[RECORDS SHOWN Boundary: Start]
use std::fmt;

use serde::{Deserialize, Serialize};
use serde_json::{Map, Value};

/// Opaque identifier of one server-side job.
#[derive(Debug, Clone, PartialEq, Eq, Hash, PartialOrd, Ord, Serialize, Deserialize)]
#[serde(transparent)]
pub struct TaskId(String);

impl TaskId {
    pub fn new(id: impl Into<String>) -> Self {
        Self(id.into())
    }

    pub fn as_str(&self) -> &str {
        &self.0
    }
}

impl fmt::Display for TaskId {
    fn fmt(&self, f: &mut fmt::Formatter<'_>) -> fmt::Result {
        f.write_str(&self.0)
    }
}

impl From<&str> for TaskId {
    fn from(id: &str) -> Self {
        Self::new(id)
    }
}

impl From<String> for TaskId {
    fn from(id: String) -> Self {
        Self(id)
    }
}

#[derive(Debug, Clone, Copy, PartialEq, Eq, Hash, Serialize, Deserialize)]
#[serde(rename_all = "lowercase")]
pub enum TaskStatus {
    Pending,
    Processing,
    Completed,
    Failed,
}

impl TaskStatus {
    /// Position in the lifecycle; both terminal states share the last rank.
    pub fn rank(self) -> u8 {
        match self {
            TaskStatus::Pending => 0,
            TaskStatus::Processing => 1,
            TaskStatus::Completed | TaskStatus::Failed => 2,
        }
    }

    pub fn is_terminal(self) -> bool {
        matches!(self, TaskStatus::Completed | TaskStatus::Failed)
    }

    /// Whether `next` may follow `self` in one task's timeline.
    pub fn can_advance_to(self, next: TaskStatus) -> bool {
        !self.is_terminal() && next.rank() >= self.rank()
    }
}

impl fmt::Display for TaskStatus {
    fn fmt(&self, f: &mut fmt::Formatter<'_>) -> fmt::Result {
        let label = match self {
            TaskStatus::Pending => "pending",
            TaskStatus::Processing => "processing",
            TaskStatus::Completed => "completed",
            TaskStatus::Failed => "failed",
        };
        f.write_str(label)
    }
}

/// One status report produced by the backend for a task.
#[derive(Debug, Clone, PartialEq, Serialize, Deserialize)]
pub struct StatusSnapshot {
    pub status: TaskStatus,
    #[serde(default)]
    pub message: String,
    #[serde(default, skip_serializing_if = "Option::is_none")]
    pub data: Option<Map<String, Value>>,
}

impl StatusSnapshot {
    pub fn new(status: TaskStatus, message: impl Into<String>) -> Self {
        Self {
            status,
            message: message.into(),
            data: None,
        }
    }

    pub fn failed(message: impl Into<String>) -> Self {
        Self::new(TaskStatus::Failed, message)
    }

    pub fn with_data(mut self, data: Map<String, Value>) -> Self {
        self.data = Some(data);
        self
    }

    /// String field of `data`, only meaningful once the task completed.
    pub fn data_str(&self, key: &str) -> Option<&str> {
        if self.status != TaskStatus::Completed {
            return None;
        }
        self.data
            .as_ref()
            .and_then(|data| data.get(key))
            .and_then(Value::as_str)
            .filter(|value| !value.is_empty())
    }

    pub fn download_ready(&self) -> bool {
        if self.status != TaskStatus::Completed {
            return false;
        }
        let Some(data) = self.data.as_ref() else {
            return false;
        };
        let flagged = data
            .get("download_ready")
            .and_then(Value::as_bool)
            .unwrap_or(false);
        let has_url = data
            .get("download_url")
            .and_then(Value::as_str)
            .is_some_and(|url| !url.is_empty());
        flagged || has_url
    }
}

/// A snapshot as delivered to the caller, tagged with its delivery order.
#[derive(Debug, Clone, PartialEq)]
pub struct StatusUpdate {
    pub seq: u64,
    pub snapshot: StatusSnapshot,
    /// True when the tracker produced the snapshot itself after a transport failure.
    pub synthesized: bool,
}

#[derive(Debug, Clone, Copy, PartialEq, Eq, Default)]
pub enum TransportMode {
    #[default]
    Idle,
    Connecting,
    Streaming,
    Polling,
}

#[derive(Debug, Clone, Copy, PartialEq, Eq, Default)]
pub enum SessionPhase {
    #[default]
    Active,
    Completed,
    Cancelled,
}

/// Pure state of one tracking session; the engine drives it with [`crate::Msg`].
#[derive(Debug, Clone, PartialEq, Eq)]
pub struct TrackingSession {
    task_id: TaskId,
    mode: TransportMode,
    phase: SessionPhase,
    seq: u64,
    last_status: Option<TaskStatus>,
    stream_events: usize,
    dropped: usize,
}

impl TrackingSession {
    pub fn new(task_id: TaskId) -> Self {
        Self {
            task_id,
            mode: TransportMode::Idle,
            phase: SessionPhase::Active,
            seq: 0,
            last_status: None,
            stream_events: 0,
            dropped: 0,
        }
    }

    pub fn task_id(&self) -> &TaskId {
        &self.task_id
    }

    pub fn mode(&self) -> TransportMode {
        self.mode
    }

    pub fn phase(&self) -> SessionPhase {
        self.phase
    }

    pub fn is_active(&self) -> bool {
        self.phase == SessionPhase::Active
    }

    pub fn last_status(&self) -> Option<TaskStatus> {
        self.last_status
    }

    /// Number of snapshots delivered so far.
    pub fn delivered(&self) -> u64 {
        self.seq
    }

    /// Number of snapshots discarded because they moved the timeline backwards.
    pub fn dropped(&self) -> usize {
        self.dropped
    }

    pub(crate) fn set_mode(&mut self, mode: TransportMode) {
        self.mode = mode;
    }

    pub(crate) fn stream_events(&self) -> usize {
        self.stream_events
    }

    pub(crate) fn accepts(&self, status: TaskStatus) -> bool {
        match self.last_status {
            Some(last) => last.can_advance_to(status),
            None => true,
        }
    }

    pub(crate) fn note_dropped(&mut self) {
        self.dropped += 1;
    }

    pub(crate) fn record(&mut self, snapshot: StatusSnapshot, synthesized: bool) -> StatusUpdate {
        self.seq += 1;
        if self.mode == TransportMode::Streaming && !synthesized {
            self.stream_events += 1;
        }
        self.last_status = Some(snapshot.status);
        if snapshot.status.is_terminal() {
            self.phase = SessionPhase::Completed;
        }
        StatusUpdate {
            seq: self.seq,
            snapshot,
            synthesized,
        }
    }

    pub(crate) fn cancel(&mut self) {
        self.phase = SessionPhase::Cancelled;
    }
}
[RECORDS SHOWN Boundary: End]
Each record must be transcribed exactly, with nothing left out.

# [ANSWER TO THIS PROBLEM]
use std::fmt;

use serde::{Deserialize, Serialize};
use serde_json::{Map, Value};

/// Opaque identifier of one server-side job.
#[derive(Debug, Clone, PartialEq, Eq, Hash, PartialOrd, Ord, Serialize, Deserialize)]
#[serde(transparent)]
pub struct TaskId(String);

impl TaskId {
    pub fn new(id: impl Into<String>) -> Self {
        Self(id.into())
    }

    pub fn as_str(&self) -> &str {
        &self.0
    }
}

impl fmt::Display for TaskId {
    fn fmt(&self, f: &mut fmt::Formatter<'_>) -> fmt::Result {
        f.write_str(&self.0)
    }
}

impl From<&str> for TaskId {
    fn from(id: &str) -> Self {
        Self::new(id)
    }
}

impl From<String> for TaskId {
    fn from(id: String) -> Self {
        Self(id)
    }
}

#[derive(Debug, Clone, Copy, PartialEq, Eq, Hash, Serialize, Deserialize)]
#[serde(rename_all = "lowercase")]
pub enum TaskStatus {
    Pending,
    Processing,
    Completed,
    Failed,
}

impl TaskStatus {
    /// Position in the lifecycle; both terminal states share the last rank.
    pub fn rank(self) -> u8 {
        match self {
            TaskStatus::Pending => 0,
            TaskStatus::Processing => 1,
            TaskStatus::Completed | TaskStatus::Failed => 2,
        }
    }

    pub fn is_terminal(self) -> bool {
        matches!(self, TaskStatus::Completed | TaskStatus::Failed)
    }

    /// Whether `next` may follow `self` in one task's timeline.
    pub fn can_advance_to(self, next: TaskStatus) -> bool {
        !self.is_terminal() && next.rank() >= self.rank()
    }
}

impl fmt::Display for TaskStatus {
    fn fmt(&self, f: &mut fmt::Formatter<'_>) -> fmt::Result {
        let label = match self {
            TaskStatus::Pending => "pending",
            TaskStatus::Processing => "processing",
            TaskStatus::Completed => "completed",
            TaskStatus::Failed => "failed",
        };
        f.write_str(label)
    }
}

/// One status report produced by the backend for a task.
#[derive(Debug, Clone, PartialEq, Serialize, Deserialize)]
pub struct StatusSnapshot {
    pub status: TaskStatus,
    #[serde(default)]
    pub message: String,
    #[serde(default, skip_serializing_if = "Option::is_none")]
    pub data: Option<Map<String, Value>>,
}

impl StatusSnapshot {
    pub fn new(status: TaskStatus, message: impl Into<String>) -> Self {
        Self {
            status,
            message: message.into(),
            data: None,
        }
    }

    pub fn failed(message: impl Into<String>) -> Self {
        Self::new(TaskStatus::Failed, message)
    }

    pub fn with_data(mut self, data: Map<String, Value>) -> Self {
        self.data = Some(data);
        self
    }

    /// String field of `data`, only meaningful once the task completed.
    pub fn data_str(&self, key: &str) -> Option<&str> {
        if self.status != TaskStatus::Completed {
            return None;
        }
        self.data
            .as_ref()
            .and_then(|data| data.get(key))
            .and_then(Value::as_str)
            .filter(|value| !value.is_empty())
    }

    pub fn download_ready(&self) -> bool {
        if self.status != TaskStatus::Completed {
            return false;
        }
        let Some(data) = self.data.as_ref() else {
            return false;
        };
        let flagged = data
            .get("download_ready")
            .and_then(Value::as_bool)
            .unwrap_or(false);
        let has_url = data
            .get("download_url")
            .and_then(Value::as_str)
            .is_some_and(|url| !url.is_empty());
        flagged || has_url
    }
}

/// A snapshot as delivered to the caller, tagged with its delivery order.
#[derive(Debug, Clone, PartialEq)]
pub struct StatusUpdate {
    pub seq: u64,
    pub snapshot: StatusSnapshot,
    /// True when the tracker produced the snapshot itself after a transport failure.
    pub synthesized: bool,
}

#[derive(Debug, Clone, Copy, PartialEq, Eq, Default)]
pub enum TransportMode {
    #[default]
    Idle,
    Connecting,
    Streaming,
    Polling,
}

#[derive(Debug, Clone, Copy, PartialEq, Eq, Default)]
pub enum SessionPhase {
    #[default]
    Active,
    Completed,
    Cancelled,
}

/// Pure state of one tracking session; the engine drives it with [`crate::Msg`].
#[derive(Debug, Clone, PartialEq, Eq)]
pub struct TrackingSession {
    task_id: TaskId,
    mode: TransportMode,
    phase: SessionPhase,
    seq: u64,
    last_status: Option<TaskStatus>,
    stream_events: usize,
    dropped: usize,
}

impl TrackingSession {
    pub fn new(task_id: TaskId) -> Self {
        Self {
            task_id,
            mode: TransportMode::Idle,
            phase: SessionPhase::Active,
            seq: 0,
            last_status: None,
            stream_events: 0,
            dropped: 0,
        }
    }

    pub fn task_id(&self) -> &TaskId {
        &self.task_id
    }

    pub fn mode(&self) -> TransportMode {
        self.mode
    }

    pub fn phase(&self) -> SessionPhase {
        self.phase
    }

    pub fn is_active(&self) -> bool {
        self.phase == SessionPhase::Active
    }

    pub fn last_status(&self) -> Option<TaskStatus> {
        self.last_status
    }

    /// Number of snapshots delivered so far.
    pub fn delivered(&self) -> u64 {
        self.seq
    }

    /// Number of snapshots discarded because they moved the timeline backwards.
    pub fn dropped(&self) -> usize {
        self.dropped
    }

    pub(crate) fn set_mode(&mut self, mode: TransportMode) {
        self.mode = mode;
    }

    pub(crate) fn stream_events(&self) -> usize {
        self.stream_events
    }

    pub(crate) fn accepts(&self, status: TaskStatus) -> bool {
        match self.last_status {
            Some(last) => last.can_advance_to(status),
            None => true,
        }
    }

    pub(crate) fn note_dropped(&mut self) {
        self.dropped += 1;
    }

    pub(crate) fn record(&mut self, snapshot: StatusSnapshot, synthesized: bool) -> StatusUpdate {
        self.seq += 1;
        if self.mode == TransportMode::Streaming && !synthesized {
            self.stream_events += 1;
        }
        self.last_status = Some(snapshot.status);
        if snapshot.status.is_terminal() {
            self.phase = SessionPhase::Completed;
        }
        StatusUpdate {
            seq: self.seq,
            snapshot,
            synthesized,
        }
    }

    pub(crate) fn cancel(&mut self) {
        self.phase = SessionPhase::Cancelled;
    }
}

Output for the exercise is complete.